A founder variant in the RYR1 gene is associated with hyperCKemia, myalgia and muscle cramps
Segarra Casas, Alba (Universitat Autònoma de Barcelona. Departament de Genètica i de Microbiologia)
Iruzubieta, Pablo (Centro de Investigación Biomédica en Red sobre Enfermedades Neurodegenerativas)

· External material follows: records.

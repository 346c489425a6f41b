//! Repair repository contract and SQLite implementation.
//!
//! # Responsibility
//! - Append repair rows and list them per vehicle.
//! - Keep SQL details inside the persistence boundary.
//!
//! # Invariants
//! - `append` performs no validation; callers validate form input.
//! - Vehicle lookup is an exact, case-sensitive match ordered by `id ASC`.
//! - Read paths reject invalid persisted state instead of masking it.

use super::error::{RepoError, RepoResult};
use super::{count_rows, ensure_table_ready};
use crate::db::schema::REPAIRS;
use crate::model::repair::{NewRepair, RecordId, RepairRecord};
use rusqlite::{params, Connection, Row};

const REPAIR_SELECT_SQL: &str = "SELECT
    id,
    vehicle_no,
    part_name,
    km_reading,
    repair_date,
    repair_type
FROM repairs";

/// Store interface for repair events.
pub trait RepairRepository {
    /// Persists one row and returns its store-assigned id.
    fn append(&self, repair: &NewRepair) -> RepoResult<RecordId>;
    /// Returns every record for `vehicle_no` in insertion order.
    fn list_by_vehicle(&self, vehicle_no: &str) -> RepoResult<Vec<RepairRecord>>;
    fn count(&self) -> RepoResult<u64>;
}

/// SQLite-backed repair repository.
///
/// Accepts a plain connection or, through deref, an open transaction.
pub struct SqliteRepairRepository<'conn> {
    conn: &'conn Connection,
}

impl<'conn> SqliteRepairRepository<'conn> {
    /// Constructs a repository from a migrated connection.
    pub fn try_new(conn: &'conn Connection) -> RepoResult<Self> {
        ensure_table_ready(conn, &REPAIRS)?;
        Ok(Self { conn })
    }
}

impl RepairRepository for SqliteRepairRepository<'_> {
    fn append(&self, repair: &NewRepair) -> RepoResult<RecordId> {
        self.conn.execute(
            "INSERT INTO repairs (
                vehicle_no,
                part_name,
                km_reading,
                repair_date,
                repair_type
            ) VALUES (?1, ?2, ?3, ?4, ?5);",
            params![
                repair.vehicle_no.as_str(),
                repair.part_name.as_str(),
                i64::from(repair.km_reading),
                repair.repair_date.as_str(),
                repair.repair_type.as_str(),
            ],
        )?;

        Ok(self.conn.last_insert_rowid())
    }

    fn list_by_vehicle(&self, vehicle_no: &str) -> RepoResult<Vec<RepairRecord>> {
        let mut stmt = self.conn.prepare(&format!(
            "{REPAIR_SELECT_SQL}
             WHERE vehicle_no = ?1
             ORDER BY id ASC;"
        ))?;

        let mut rows = stmt.query([vehicle_no])?;
        let mut records = Vec::new();
        while let Some(row) = rows.next()? {
            records.push(parse_repair_row(row)?);
        }

        Ok(records)
    }

    fn count(&self) -> RepoResult<u64> {
        count_rows(self.conn, REPAIRS.name)
    }
}

fn parse_repair_row(row: &Row<'_>) -> RepoResult<RepairRecord> {
    let id: RecordId = row.get("id")?;
    let km_value: i64 = row.get("km_reading")?;
    let km_reading = u32::try_from(km_value).map_err(|_| {
        RepoError::InvalidData(format!(
            "invalid km reading `{km_value}` in repairs.km_reading for id {id}"
        ))
    })?;

    Ok(RepairRecord {
        id,
        vehicle_no: row.get("vehicle_no")?,
        part_name: row.get("part_name")?,
        km_reading,
        repair_date: row.get("repair_date")?,
        repair_type: row.get("repair_type")?,
    })
}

Kapetanovic, Solange (Hospital Universitario de Basurto (Bilbao, Biscaia))
Hernández-Laín, Aurelio (Instituto de Investigación Sanitaria Hospital 12 de Octubre (Madrid))
Jericó-Pascual, Ivonne (Instituto de Investigación Sanitaria de Navarra)

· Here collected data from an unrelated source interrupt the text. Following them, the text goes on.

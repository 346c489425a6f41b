//! User credential model and validation rules.
//!
//! # Responsibility
//! - Define the persisted user row and the insert payload.
//! - Validate phone numbers and passwords before any store call.
//!
//! # Invariants
//! - A phone number is exactly 10 ASCII digits, compared verbatim.
//! - Only bcrypt hashes are persisted; plaintext passwords never reach storage.

use once_cell::sync::Lazy;
use regex::Regex;
use serde::Serialize;
use std::error::Error;
use std::fmt::{Display, Formatter};

pub type UserId = i64;

pub const PHONE_NUMBER_DIGITS: usize = 10;
pub const MIN_PASSWORD_CHARS: usize = 8;
/// bcrypt only consumes the first 72 bytes of its input.
pub const MAX_PASSWORD_BYTES: usize = 72;

static PHONE_NUMBER_RE: Lazy<Regex> =
    Lazy::new(|| Regex::new(r"^[0-9]{10}$").expect("valid phone number regex"));

/// Persisted user row.
#[derive(Debug, Clone, PartialEq, Eq, Serialize)]
pub struct User {
    pub id: UserId,
    pub phone_number: String,
    #[serde(skip_serializing)]
    pub password_hash: String,
    /// Epoch milliseconds.
    pub created_at: i64,
}

/// Insert payload for the user store.
#[derive(Debug, Clone, PartialEq, Eq)]
pub struct NewUser {
    pub phone_number: String,
    pub password_hash: String,
}

/// Rejected login or registration input.
#[derive(Debug, Clone, PartialEq, Eq)]
pub enum CredentialError {
    InvalidPhoneNumber,
    PasswordTooShort { min_chars: usize, actual_chars: usize },
    PasswordTooLong { max_bytes: usize, actual_bytes: usize },
}

impl Display for CredentialError {
    fn fmt(&self, f: &mut Formatter<'_>) -> std::fmt::Result {
        match self {
            Self::InvalidPhoneNumber => write!(
                f,
                "phone number must be exactly {PHONE_NUMBER_DIGITS} digits"
            ),
            Self::PasswordTooShort {
                min_chars,
                actual_chars,
            } => write!(
                f,
                "password must be at least {min_chars} characters, got {actual_chars}"
            ),
            Self::PasswordTooLong {
                max_bytes,
                actual_bytes,
            } => write!(
                f,
                "password must be at most {max_bytes} bytes, got {actual_bytes}"
            ),
        }
    }
}

impl Error for CredentialError {}

/// Checks the phone number format. The value is not trimmed.
pub fn validate_phone_number(phone_number: &str) -> Result<(), CredentialError> {
    if PHONE_NUMBER_RE.is_match(phone_number) {
        Ok(())
    } else {
        Err(CredentialError::InvalidPhoneNumber)
    }
}

/// Checks password length bounds for registration.
pub fn validate_password(password: &str) -> Result<(), CredentialError> {
    let actual_chars = password.chars().count();
    if actual_chars < MIN_PASSWORD_CHARS {
        return Err(CredentialError::PasswordTooShort {
            min_chars: MIN_PASSWORD_CHARS,
            actual_chars,
        });
    }
    if password.len() > MAX_PASSWORD_BYTES {
        return Err(CredentialError::PasswordTooLong {
            max_bytes: MAX_PASSWORD_BYTES,
            actual_bytes: password.len(),
        });
    }
    Ok(())
}

#[cfg(test)]
mod tests {
    use super::*;

    #[test]
    fn phone_number_requires_exactly_ten_ascii_digits() {
        assert!(validate_phone_number("9876543210").is_ok());
        assert!(validate_phone_number("987654321").is_err());
        assert!(validate_phone_number("98765432100").is_err());
        assert!(validate_phone_number(" 9876543210").is_err());
        assert!(validate_phone_number("98765-4321").is_err());
        assert!(validate_phone_number("٩٨٧٦٥٤٣٢١٠").is_err());
    }

    #[test]
    fn password_length_counts_characters() {
        assert_eq!(
            validate_password("short"),
            Err(CredentialError::PasswordTooShort {
                min_chars: 8,
                actual_chars: 5
            })
        );
        assert!(validate_password("secretpw").is_ok());
        assert!(validate_password("pässwörd").is_ok());
    }

    #[test]
    fn password_over_bcrypt_limit_is_rejected() {
        let long = "x".repeat(MAX_PASSWORD_BYTES + 1);
        assert!(matches!(
            validate_password(&long),
            Err(CredentialError::PasswordTooLong { .. })
        ));
    }
}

Fernández-Torrón, Roberto (Centro de Investigación Biomédica en Red sobre Enfermedades Neurodegenerativas)
Maneiro, Miren (Centro de Investigación Biomédica en Red sobre Enfermedades Neurodegenerativas)
Marco-Moreno, Pablo (Centro de Investigación Biomédica en Red sobre Enfermedades Neurodegenerativas)
Zelaya-Huerta, M. Victoria (Hospital Universitario de Navarra)
Rodríguez-Santiago, Benjamín (Universitat Autònoma de Barcelona. Departament de Genètica i de Microbiologia)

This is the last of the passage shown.